Maddali Madan Mohan, Ali Al-Zaabi Haifa Mohammed, Salim Al-Aamri Is'haq Said, Arora Nishant Ram, Panchatcharam Sathiya Murthi
Department of Cardiac Anesthesia, National Heart Center, Royal Hospital, Muscat, Oman.
Anesthesia Residency Program, Oman Medical Specialty Board, Muscat, Oman.
Ann Card Anaesth. 2018 Oct-Dec;21(4):376-381. doi: 10.4103/aca.ACA_47_18.
The primary objective of this study was to identify pre-anesthetic airway assessment parameters that would predict Cormack and Lehane grade III and IV laryngoscopy views in pediatric patients undergoing cardiac catheterization procedures. The secondary end points were to identify factors that would contribute to difficult laryngoscope views in this subset of patients.
Prospective observational study performed at a single tertiary cardiac care center.
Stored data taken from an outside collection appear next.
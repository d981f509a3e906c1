//! Collaborators consumed by command handlers besides the channel itself:
//! the key-value store, the dialplan application registry and the
//! directory of live channels.

use crate::{
    channel::Channel,
    error::{GiError, GiResult},
};
use async_trait::async_trait;
use std::collections::{BTreeMap, HashMap};
use std::sync::{Arc, Mutex, PoisonError};
use tokio::sync::OwnedMutexGuard;
use tracing::debug;

/// Persistent family/key/value store.
///
/// Implementations serialize concurrent access internally; the GI engine
/// calls them synchronously from many sessions at once.
pub trait KeyValueStore: Send + Sync {
    fn get(&self, family: &str, key: &str) -> GiResult<Option<String>>;

    fn put(&self, family: &str, key: &str, value: &str) -> GiResult<()>;

    /// Delete one key, `Ok(false)` if it did not exist
    fn del(&self, family: &str, key: &str) -> GiResult<bool>;

    /// Delete a family, or only keys under `keytree` within it.
    /// Returns the number of entries removed.
    fn deltree(&self, family: &str, keytree: Option<&str>) -> GiResult<usize>;
}

/// In-memory [`KeyValueStore`]
#[derive(Debug, Default)]
pub struct MemoryStore {
    entries: Mutex<BTreeMap<String, String>>,
}

impl MemoryStore {
    pub fn new() -> Self {
        Self::default()
    }

    fn path(family: &str, key: &str) -> String {
        format!("/{}/{}", family, key)
    }

    pub fn len(&self) -> usize {
        self.entries
            .lock()
            .unwrap_or_else(PoisonError::into_inner)
            .len()
    }

    pub fn is_empty(&self) -> bool {
        self.len() == 0
    }
}

impl KeyValueStore for MemoryStore {
    fn get(&self, family: &str, key: &str) -> GiResult<Option<String>> {
        let entries = self
            .entries
            .lock()
            .unwrap_or_else(PoisonError::into_inner);
        Ok(entries
            .get(&Self::path(family, key))
            .cloned())
    }

    fn put(&self, family: &str, key: &str, value: &str) -> GiResult<()> {
        if family.is_empty() || key.is_empty() {
            return Err(GiError::store("family and key must not be empty"));
        }
        self.entries
            .lock()
            .unwrap_or_else(PoisonError::into_inner)
            .insert(Self::path(family, key), value.to_string());
        Ok(())
    }

    fn del(&self, family: &str, key: &str) -> GiResult<bool> {
        Ok(self
            .entries
            .lock()
            .unwrap_or_else(PoisonError::into_inner)
            .remove(&Self::path(family, key))
            .is_some())
    }

    fn deltree(&self, family: &str, keytree: Option<&str>) -> GiResult<usize> {
        let prefix = match keytree.filter(|tree| !tree.is_empty()) {
            Some(tree) => format!("/{}/{}", family, tree.trim_end_matches('/')),
            None => format!("/{}", family),
        };
        let subtree = format!("{}/", prefix);
        let mut entries = self
            .entries
            .lock()
            .unwrap_or_else(PoisonError::into_inner);
        let before = entries.len();
        entries.retain(|path, _| *path != prefix && !path.starts_with(&subtree));
        let removed = before - entries.len();
        debug!("deltree {} removed {} entries", prefix, removed);
        Ok(removed)
    }
}

/// Result of running a dialplan application
#[derive(Debug, Clone, Copy, PartialEq, Eq)]
pub enum AppOutcome {
    /// Application returned; negative means the channel is gone
    Completed(i32),
    /// Application wants the call leg to stay alive in keep-alive mode
    KeepAlive,
}

/// Registry of named dialplan applications (EXEC)
#[async_trait]
pub trait ApplicationRegistry: Send + Sync {
    /// Run `name` on `channel`; `None` if no such application exists
    async fn execute(
        &self,
        channel: &mut dyn Channel,
        name: &str,
        args: &str,
    ) -> Option<AppOutcome>;
}

/// [`ApplicationRegistry`] with no applications
#[derive(Debug, Default, Clone, Copy)]
pub struct NoApplications;

#[async_trait]
impl ApplicationRegistry for NoApplications {
    async fn execute(
        &self,
        _channel: &mut dyn Channel,
        _name: &str,
        _args: &str,
    ) -> Option<AppOutcome> {
        None
    }
}

/// A channel shared between its own call thread and cross-channel lookups
pub type SharedChannel = Arc<tokio::sync::Mutex<dyn Channel>>;

/// Exclusive access to another channel, released when dropped
pub type ChannelGuard = OwnedMutexGuard<dyn Channel>;

/// Lookup of live channels by name
#[async_trait]
pub trait ChannelDirectory: Send + Sync {
    /// Lock the named channel for exclusive use, `None` if unknown
    async fn lock_by_name(&self, name: &str) -> Option<ChannelGuard>;
}

/// Name-keyed [`ChannelDirectory`]; names compare case-insensitively
#[derive(Default)]
pub struct ChannelTable {
    channels: Mutex<HashMap<String, SharedChannel>>,
}

impl ChannelTable {
    pub fn new() -> Self {
        Self::default()
    }

    pub fn insert(&self, name: &str, channel: SharedChannel) {
        self.channels
            .lock()
            .unwrap_or_else(PoisonError::into_inner)
            .insert(name.to_ascii_lowercase(), channel);
    }

    pub fn remove(&self, name: &str) -> Option<SharedChannel> {
        self.channels
            .lock()
            .unwrap_or_else(PoisonError::into_inner)
            .remove(&name.to_ascii_lowercase())
    }
}

#[async_trait]
impl ChannelDirectory for ChannelTable {
    async fn lock_by_name(&self, name: &str) -> Option<ChannelGuard> {
        let shared = self
            .channels
            .lock()
            .unwrap_or_else(PoisonError::into_inner)
            .get(&name.to_ascii_lowercase())
            .cloned()?;
        Some(
            shared
                .lock_owned()
                .await,
        )
    }
}

/// Collaborators shared by every session
#[derive(Clone)]
pub struct Services {
    pub store: Arc<dyn KeyValueStore>,
    pub applications: Arc<dyn ApplicationRegistry>,
    pub channels: Arc<dyn ChannelDirectory>,
}

impl Services {
    pub fn new(
        store: Arc<dyn KeyValueStore>,
        applications: Arc<dyn ApplicationRegistry>,
        channels: Arc<dyn ChannelDirectory>,
    ) -> Self {
        Self {
            store,
            applications,
            channels,
        }
    }

    pub fn with_store(mut self, store: Arc<dyn KeyValueStore>) -> Self {
        self.store = store;
        self
    }

    pub fn with_applications(mut self, applications: Arc<dyn ApplicationRegistry>) -> Self {
        self.applications = applications;
        self
    }

    pub fn with_channels(mut self, channels: Arc<dyn ChannelDirectory>) -> Self {
        self.channels = channels;
        self
    }
}

impl Default for Services {
    fn default() -> Self {
        Self::new(
            Arc::new(MemoryStore::new()),
            Arc::new(NoApplications),
            Arc::new(ChannelTable::new()),
        )
    }
}
//! Dialplan position, channel variables and application execution.

use super::CommandContext;
use crate::{
    reply::{HandlerResult, Reply},
    services::AppOutcome,
};
use tracing::{debug, warn};

pub(super) fn set_context(ctx: &mut CommandContext<'_>, args: &[String]) -> HandlerResult {
    ctx.channel
        .set_context(&args[0]);
    HandlerResult::ok(0)
}

pub(super) fn set_extension(ctx: &mut CommandContext<'_>, args: &[String]) -> HandlerResult {
    ctx.channel
        .set_extension(&args[0]);
    HandlerResult::ok(0)
}

/// Accepts a numeric priority or a label in the current extension
pub(super) fn set_priority(ctx: &mut CommandContext<'_>, args: &[String]) -> HandlerResult {
    let target = args[0].trim();
    let priority = match target.parse::<i32>() {
        Ok(priority) => priority,
        Err(_) => match ctx
            .channel
            .find_label(target)
        {
            Some(priority) => priority,
            None => {
                debug!("SET PRIORITY: no label {}", target);
                return HandlerResult::ok(-1);
            }
        },
    };
    ctx.channel
        .set_priority(priority);
    HandlerResult::ok(0)
}

pub(super) fn get_variable(ctx: &mut CommandContext<'_>, args: &[String]) -> HandlerResult {
    match ctx
        .channel
        .get_variable(&args[0])
    {
        Some(value) => HandlerResult::Success(Reply::new(1).payload(value)),
        None => HandlerResult::ok(0),
    }
}

pub(super) fn set_variable(ctx: &mut CommandContext<'_>, args: &[String]) -> HandlerResult {
    ctx.channel
        .set_variable(&args[0], &args[1]);
    HandlerResult::ok(1)
}

pub(super) async fn get_full_variable(
    ctx: &mut CommandContext<'_>,
    args: &[String],
) -> HandlerResult {
    let expression = &args[0];
    let other = args
        .get(1)
        .filter(|name| {
            !name.eq_ignore_ascii_case(
                ctx.channel
                    .name(),
            )
        });

    let value = match other {
        None => ctx
            .channel
            .substitute(expression),
        Some(name) => match ctx
            .services
            .channels
            .lock_by_name(name)
            .await
        {
            Some(guard) => guard.substitute(expression),
            None => return HandlerResult::ok(0),
        },
    };
    HandlerResult::Success(Reply::new(1).payload(value))
}

/// A negative application result means the channel is gone.
pub(super) async fn exec(ctx: &mut CommandContext<'_>, args: &[String]) -> HandlerResult {
    let application = &args[0];
    let options = args
        .get(1)
        .map(String::as_str)
        .unwrap_or("");

    debug!("EXEC {}({})", application, options);
    let outcome = ctx
        .services
        .applications
        .execute(&mut *ctx.channel, application, options)
        .await;

    match outcome {
        None => {
            warn!("EXEC: could not find application {}", application);
            HandlerResult::ok(-2)
        }
        Some(AppOutcome::KeepAlive) => HandlerResult::KeepAlive,
        Some(AppOutcome::Completed(res)) if res < 0 => {
            HandlerResult::Failure(Some(Reply::new(i64::from(res))))
        }
        Some(AppOutcome::Completed(res)) => HandlerResult::ok(i64::from(res)),
    }
}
199 children below 5 years of age undergoing elective cardiac catheterization were included. Pre-anesthetic airway assessment was done by modified Mallampati grading, lower lip to chin distance [LCD], tragus to mouth angle [TMA], thyromental distance [TMD], neck circumference [NC], and the ratio of height to thyromental distance [RHTMD]. Demographic data including American Society of Anesthesiologists physical status [ASA PS] were recorded for each child. Receiver Operating Characteristic curves were plotted and Areas Under the Curve were measured to identify the best cut off values for each of the airway evaluation method that would predict poor laryngoscopy views as well as assess their accuracy in doing so.
LCD, TMD and low body mass index were found to have good sensitivity, specificity and accuracy in predicting Grade III and IV laryngoscope views. ASA PS grade III and above patients had a significantly higher incidence of poor laryngoscope visualization.
LCD, TMA, TMD, NC, RHTMD and BMI could all be used combinedly as screening tools during pre-anesthetic airway evaluation for predicting difficult laryngoscope views in children. Among these, LCD, TMD along with low body mass index might have better accuracy.
本研究的主要目的是确定麻醉前气道评估参数,以预测接受心导管检查的儿科患者的Cormack和Lehane III级和IV级喉镜视野。次要终点是确定导致该组患者喉镜视野困难的因素。
在一家三级心脏护理中心进行的前瞻性观察研究。
纳入199名5岁以下接受择期心导管检查的儿童。通过改良Mallampati分级、下唇至下巴距离[LCD]、耳屏至口角角度[TMA]、甲状软骨至颏下距离[TMD]、颈围[NC]以及身高与甲状软骨至颏下距离之比[RHTMD]进行麻醉前气道评估。记录每个儿童的人口统计学数据,包括美国麻醉医师协会身体状况分级[ASA PS]。绘制受试者工作特征曲线并测量曲线下面积,以确定每种气道评估方法预测喉镜视野不佳的最佳临界值,并评估其准确性。
发现LCD、TMD和低体重指数在预测III级和IV级喉镜视野方面具有良好的敏感性、特异性和准确性。ASA PS III级及以上患者喉镜视野不佳的发生率显著更高。
LCD、TMA、TMD、NC、RHTMD和BMI均可在麻醉前气道评估时联合用作筛查工具,以预测儿童喉镜视野困难。其中,LCD、TMD以及低体重指数可能具有更高的准确性。